Saved entries
//! The publish pipeline.
//!
//! Each source file is hashed, compressed with Snappy, addressed by the
//! hash of its compressed bytes and split into fixed-size slices. The
//! resulting [`PublishedFile`] values are immutable.

#![forbid(unsafe_code)]

use std::{collections::HashSet, path::Path};

use securefmt::Debug;
use tracing::debug;

use crate::{
    error::{Phase, StartupError, StartupReason},
    wire::FILE_ID_LABEL,
};

/// Hex characters kept from the file id digest.
pub const FILE_ID_LEN: usize = 16;

/// A file read from disk, or built in memory, awaiting publication.
#[derive(Debug, Clone, PartialEq, Eq)]
pub struct SourceFile {
    /// Stable identity of the source, usually its canonical path.
    pub identity: String,
    #[sensitive]
    pub bytes: Vec<u8>,
}

impl SourceFile {
    /// Reads a file, identified by its canonical path.
    ///
    /// # Errors
    /// Returns `unreadable_file` if the path cannot be resolved or read.
    pub fn read(path: &Path) -> Result<Self, StartupError> {
        let unreadable = |e: std::io::Error| {
            StartupError::new(
                Phase::Publish,
                StartupReason::UnreadableFile,
                format!("failed to read {}: {e}", path.display()),
            )
        };
        let canonical = path.canonicalize().map_err(unreadable)?;
        let bytes = std::fs::read(&canonical).map_err(unreadable)?;
        Ok(Self {
            identity: canonical.to_string_lossy().into_owned(),
            bytes,
        })
    }

    pub fn from_bytes(identity: impl Into<String>, bytes: impl Into<Vec<u8>>) -> Self {
        Self {
            identity: identity.into(),
            bytes: bytes.into(),
        }
    }
}

/// A published, sliced file. Never mutated after the publish phase.
#[derive(Debug, Clone, PartialEq, Eq)]
pub struct PublishedFile {
    pub file_id: String,
    pub publish_version: String,
    pub plaintext_sha256: String,
    pub compressed_size: usize,
    #[sensitive]
    pub slices: Vec<Vec<u8>>,
}

impl PublishedFile {
    #[must_use]
    pub fn total_slices(&self) -> usize {
        self.slices.len()
    }
}

/// Derives the 16-hex-character file id from a publish version.
#[must_use]
pub fn derive_file_id(publish_version: &str) -> String {
    let mut file_id = sha256::digest(format!("{FILE_ID_LABEL}{publish_version}").as_bytes());
    file_id.truncate(FILE_ID_LEN);
    file_id
}

fn publish_error(reason: StartupReason, message: impl Into<String>) -> StartupError {
    StartupError::new(Phase::Publish, reason, message)
}

/// Publishes every source with slices of at most `max_slice_bytes`.
///
/// Either every file is published or none is.
///
/// # Errors
/// Returns a publish-phase startup error for a non-positive budget, a
/// repeated source, repeated plaintext, a compression failure, or a file id
/// collision.
pub fn build_publish_items(
    sources: &[SourceFile],
    max_slice_bytes: usize,
) -> Result<Vec<PublishedFile>, StartupError> {
    if max_slice_bytes == 0 {
        return Err(publish_error(
            StartupReason::BudgetUnusable,
            "max_ciphertext_slice_bytes must be positive",
        ));
    }

    let mut seen_sources = HashSet::new();
    let mut seen_plaintext = HashSet::new();
    let mut seen_file_ids = HashSet::new();
    let mut published = Vec::with_capacity(sources.len());

    for (file_index, source) in sources.iter().enumerate() {
        if !seen_sources.insert(source.identity.as_str()) {
            return Err(publish_error(
                StartupReason::DuplicateSource,
                format!("source {} is listed twice", source.identity),
            ));
        }

        let plaintext_sha256 = sha256::digest(source.bytes.as_slice());
        if !seen_plaintext.insert(plaintext_sha256.clone()) {
            return Err(publish_error(
                StartupReason::DuplicatePlaintextSha256,
                format!("duplicate file content detected ({plaintext_sha256})"),
            ));
        }

        let compressed = snap::raw::Encoder::new()
            .compress_vec(&source.bytes)
            .map_err(|e| {
                publish_error(
                    StartupReason::CompressionFailed,
                    format!("compression of file {file_index} failed: {e}"),
                )
            })?;
        if compressed.is_empty() {
            return Err(publish_error(
                StartupReason::CompressionEmpty,
                format!("compression of file {file_index} produced empty output"),
            ));
        }

        let publish_version = sha256::digest(compressed.as_slice());
        let file_id = derive_file_id(&publish_version);
        if !seen_file_ids.insert(file_id.clone()) {
            return Err(publish_error(
                StartupReason::FileIdCollision,
                format!("file_id {file_id} collides across the publish set"),
            ));
        }

        let slices: Vec<Vec<u8>> = compressed
            .chunks(max_slice_bytes)
            .map(<[u8]>::to_vec)
            .collect();
        if slices.is_empty() || u32::try_from(slices.len()).is_err() {
            return Err(publish_error(
                StartupReason::InvalidSliceCount,
                format!("file_id {file_id} has an invalid slice count"),
            ));
        }

        debug!(
            phase = "publish",
            file_index,
            file_id,
            publish_version,
            compressed_size = compressed.len(),
            total_slices = slices.len(),
            "publish item built"
        );

        published.push(PublishedFile {
            file_id,
            publish_version,
            plaintext_sha256,
            compressed_size: compressed.len(),
            slices,
        });
    }

    Ok(published)
}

[Your assignment]:
The answer must be the full data, repeated word for word.

[Answer space]:
//! The publish pipeline.
//!
//! Each source file is hashed, compressed with Snappy, addressed by the
//! hash of its compressed bytes and split into fixed-size slices. The
//! resulting [`PublishedFile`] values are immutable.

#![forbid(unsafe_code)]

use std::{collections::HashSet, path::Path};

use securefmt::Debug;
use tracing::debug;

use crate::{
    error::{Phase, StartupError, StartupReason},
    wire::FILE_ID_LABEL,
};

/// Hex characters kept from the file id digest.
pub const FILE_ID_LEN: usize = 16;

/// A file read from disk, or built in memory, awaiting publication.
#[derive(Debug, Clone, PartialEq, Eq)]
pub struct SourceFile {
    /// Stable identity of the source, usually its canonical path.
    pub identity: String,
    #[sensitive]
    pub bytes: Vec<u8>,
}

impl SourceFile {
    /// Reads a file, identified by its canonical path.
    ///
    /// # Errors
    /// Returns `unreadable_file` if the path cannot be resolved or read.
    pub fn read(path: &Path) -> Result<Self, StartupError> {
        let unreadable = |e: std::io::Error| {
            StartupError::new(
                Phase::Publish,
                StartupReason::UnreadableFile,
                format!("failed to read {}: {e}", path.display()),
            )
        };
        let canonical = path.canonicalize().map_err(unreadable)?;
        let bytes = std::fs::read(&canonical).map_err(unreadable)?;
        Ok(Self {
            identity: canonical.to_string_lossy().into_owned(),
            bytes,
        })
    }

    pub fn from_bytes(identity: impl Into<String>, bytes: impl Into<Vec<u8>>) -> Self {
        Self {
            identity: identity.into(),
            bytes: bytes.into(),
        }
    }
}

/// A published, sliced file. Never mutated after the publish phase.
#[derive(Debug, Clone, PartialEq, Eq)]
pub struct PublishedFile {
    pub file_id: String,
    pub publish_version: String,
    pub plaintext_sha256: String,
    pub compressed_size: usize,
    #[sensitive]
    pub slices: Vec<Vec<u8>>,
}

impl PublishedFile {
    #[must_use]
    pub fn total_slices(&self) -> usize {
        self.slices.len()
    }
}

/// Derives the 16-hex-character file id from a publish version.
#[must_use]
pub fn derive_file_id(publish_version: &str) -> String {
    let mut file_id = sha256::digest(format!("{FILE_ID_LABEL}{publish_version}").as_bytes());
    file_id.truncate(FILE_ID_LEN);
    file_id
}

fn publish_error(reason: StartupReason, message: impl Into<String>) -> StartupError {
    StartupError::new(Phase::Publish, reason, message)
}

/// Publishes every source with slices of at most `max_slice_bytes`.
///
/// Either every file is published or none is.
///
/// # Errors
/// Returns a publish-phase startup error for a non-positive budget, a
/// repeated source, repeated plaintext, a compression failure, or a file id
/// collision.
pub fn build_publish_items(
    sources: &[SourceFile],
    max_slice_bytes: usize,
) -> Result<Vec<PublishedFile>, StartupError> {
    if max_slice_bytes == 0 {
        return Err(publish_error(
            StartupReason::BudgetUnusable,
            "max_ciphertext_slice_bytes must be positive",
        ));
    }

    let mut seen_sources = HashSet::new();
    let mut seen_plaintext = HashSet::new();
    let mut seen_file_ids = HashSet::new();
    let mut published = Vec::with_capacity(sources.len());

    for (file_index, source) in sources.iter().enumerate() {
        if !seen_sources.insert(source.identity.as_str()) {
            return Err(publish_error(
                StartupReason::DuplicateSource,
                format!("source {} is listed twice", source.identity),
            ));
        }

        let plaintext_sha256 = sha256::digest(source.bytes.as_slice());
        if !seen_plaintext.insert(plaintext_sha256.clone()) {
            return Err(publish_error(
                StartupReason::DuplicatePlaintextSha256,
                format!("duplicate file content detected ({plaintext_sha256})"),
            ));
        }

        let compressed = snap::raw::Encoder::new()
            .compress_vec(&source.bytes)
            .map_err(|e| {
                publish_error(
                    StartupReason::CompressionFailed,
                    format!("compression of file {file_index} failed: {e}"),
                )
            })?;
        if compressed.is_empty() {
            return Err(publish_error(
                StartupReason::CompressionEmpty,
                format!("compression of file {file_index} produced empty output"),
            ));
        }

        let publish_version = sha256::digest(compressed.as_slice());
        let file_id = derive_file_id(&publish_version);
        if !seen_file_ids.insert(file_id.clone()) {
            return Err(publish_error(
                StartupReason::FileIdCollision,
                format!("file_id {file_id} collides across the publish set"),
            ));
        }

        let slices: Vec<Vec<u8>> = compressed
            .chunks(max_slice_bytes)
            .map(<[u8]>::to_vec)
            .collect();
        if slices.is_empty() || u32::try_from(slices.len()).is_err() {
            return Err(publish_error(
                StartupReason::InvalidSliceCount,
                format!("file_id {file_id} has an invalid slice count"),
            ));
        }

        debug!(
            phase = "publish",
            file_index,
            file_id,
            publish_version,
            compressed_size = compressed.len(),
            total_slices = slices.len(),
            "publish item built"
        );

        published.push(PublishedFile {
            file_id,
            publish_version,
            plaintext_sha256,
            compressed_size: compressed.len(),
            slices,
        });
    }

    Ok(published)
}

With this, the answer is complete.